### [Exercise aim]
Find the word "responses" in the listing below. Copy every line that has it.

### [Material for this task]
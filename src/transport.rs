//! The HTTP transport seam.
//!
//! The request core never talks to the network directly. It hands a fully built
//! [`TransportRequest`] to a [`Transport`] and receives the whole response envelope
//! back. [`ReqwestTransport`] is the default implementation.
//!
//! A transport reports only failures to obtain a response (connection refused,
//! timeout, TLS). Non-2xx statuses come back as ordinary responses; the request
//! core decides what they mean.

use http::{HeaderMap, Method, StatusCode};
use reqwest::Client;
use std::sync::Arc;
use std::time::Duration;
use url::Url;

/// An outbound request, ready to send.
#[derive(Debug, Clone)]
pub struct TransportRequest {
    pub method: Method,
    pub url: Url,
    pub headers: HeaderMap,
    /// JSON body, for `POST`, `PUT`, and `PATCH`.
    pub body: Option<serde_json::Value>,
}

/// A response envelope as received from the server.
#[derive(Debug, Clone)]
pub struct TransportResponse {
    pub status: StatusCode,
    pub headers: HeaderMap,
    pub body: Vec<u8>,
}

impl TransportResponse {
    /// The body decoded as UTF-8, with invalid sequences replaced.
    pub fn text(&self) -> String {
        String::from_utf8_lossy(&self.body).into_owned()
    }
}

/// Sends one request and returns the response envelope.
pub trait Transport {
    /// Failure to obtain any response at all.
    type Error: std::error::Error + Send + Sync + 'static;

    fn send(
        &self,
        request: TransportRequest,
    ) -> impl Future<Output = Result<TransportResponse, Self::Error>> + Send;
}

impl<T: Transport> Transport for Arc<T> {
    type Error = T::Error;

    fn send(
        &self,
        request: TransportRequest,
    ) -> impl Future<Output = Result<TransportResponse, Self::Error>> + Send {
        self.as_ref().send(request)
    }
}

/// [`Transport`] backed by a shared [`reqwest::Client`].
#[derive(Clone, Debug, Default)]
pub struct ReqwestTransport {
    client: Client,
    /// Optional per-request timeout
    timeout: Option<Duration>,
}

impl ReqwestTransport {
    pub fn new() -> Self {
        Self::default()
    }

    /// Uses a preconfigured client, e.g. one with a proxy or custom TLS roots.
    pub fn from_client(client: Client) -> Self {
        Self {
            client,
            timeout: None,
        }
    }

    /// Sets a timeout for all future requests.
    pub fn with_timeout(&self, timeout: Duration) -> Self {
        let mut this = self.clone();
        this.timeout = Some(timeout);
        this
    }

    /// Returns the configured timeout, if any.
    pub fn timeout(&self) -> Option<Duration> {
        self.timeout
    }
}

impl Transport for ReqwestTransport {
    type Error = reqwest::Error;

    async fn send(&self, request: TransportRequest) -> Result<TransportResponse, reqwest::Error> {
        let mut req = self
            .client
            .request(request.method, request.url)
            .headers(request.headers);
        if let Some(body) = &request.body {
            req = req.json(body);
        }
        if let Some(timeout) = self.timeout {
            req = req.timeout(timeout);
        }
        let response = req.send().await?;
        let status = response.status();
        let headers = response.headers().clone();
        let body = response.bytes().await?.to_vec();
        Ok(TransportResponse {
            status,
            headers,
            body,
        })
    }
}

#[cfg(test)]
pub(crate) mod testing {
    //! An in-memory transport that records requests and replays canned responses.

    use super::*;
    use std::collections::VecDeque;
    use std::sync::Mutex;

    #[derive(Debug, thiserror::Error)]
    #[error("connection refused")]
    pub struct ConnectionRefused;

    #[derive(Debug)]
    enum Canned {
        Response(TransportResponse),
        Refused,
    }

    #[derive(Debug, Default)]
    pub struct RecordingTransport {
        requests: Mutex<Vec<TransportRequest>>,
        responses: Mutex<VecDeque<Canned>>,
    }

    impl RecordingTransport {
        pub fn new() -> Arc<Self> {
            Arc::new(Self::default())
        }

        pub fn respond(&self, status: u16, body: &str) {
            let response = TransportResponse {
                status: StatusCode::from_u16(status).unwrap(),
                headers: HeaderMap::new(),
                body: body.as_bytes().to_vec(),
            };
            self.responses
                .lock()
                .unwrap()
                .push_back(Canned::Response(response));
        }

        pub fn refuse(&self) {
            self.responses.lock().unwrap().push_back(Canned::Refused);
        }

        pub fn requests(&self) -> Vec<TransportRequest> {
            self.requests.lock().unwrap().clone()
        }

        pub fn last(&self) -> TransportRequest {
            self.requests
                .lock()
                .unwrap()
                .last()
                .cloned()
                .expect("no request was sent")
        }
    }

    impl Transport for RecordingTransport {
        type Error = ConnectionRefused;

        async fn send(
            &self,
            request: TransportRequest,
        ) -> Result<TransportResponse, ConnectionRefused> {
            self.requests.lock().unwrap().push(request);
            // An empty queue answers 200 with an empty body.
            let canned = self.responses.lock().unwrap().pop_front();
            match canned {
                Some(Canned::Response(response)) => Ok(response),
                Some(Canned::Refused) => Err(ConnectionRefused),
                None => Ok(TransportResponse {
                    status: StatusCode::OK,
                    headers: HeaderMap::new(),
                    body: Vec::new(),
                }),
            }
        }
    }
}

### [Problem solution]
//! timeout, TLS). Non-2xx statuses come back as ordinary responses; the request
    //! An in-memory transport that records requests and replays canned responses.
        responses: Mutex<VecDeque<Canned>>,
            self.responses
            self.responses.lock().unwrap().push_back(Canned::Refused);
            let canned = self.responses.lock().unwrap().pop_front();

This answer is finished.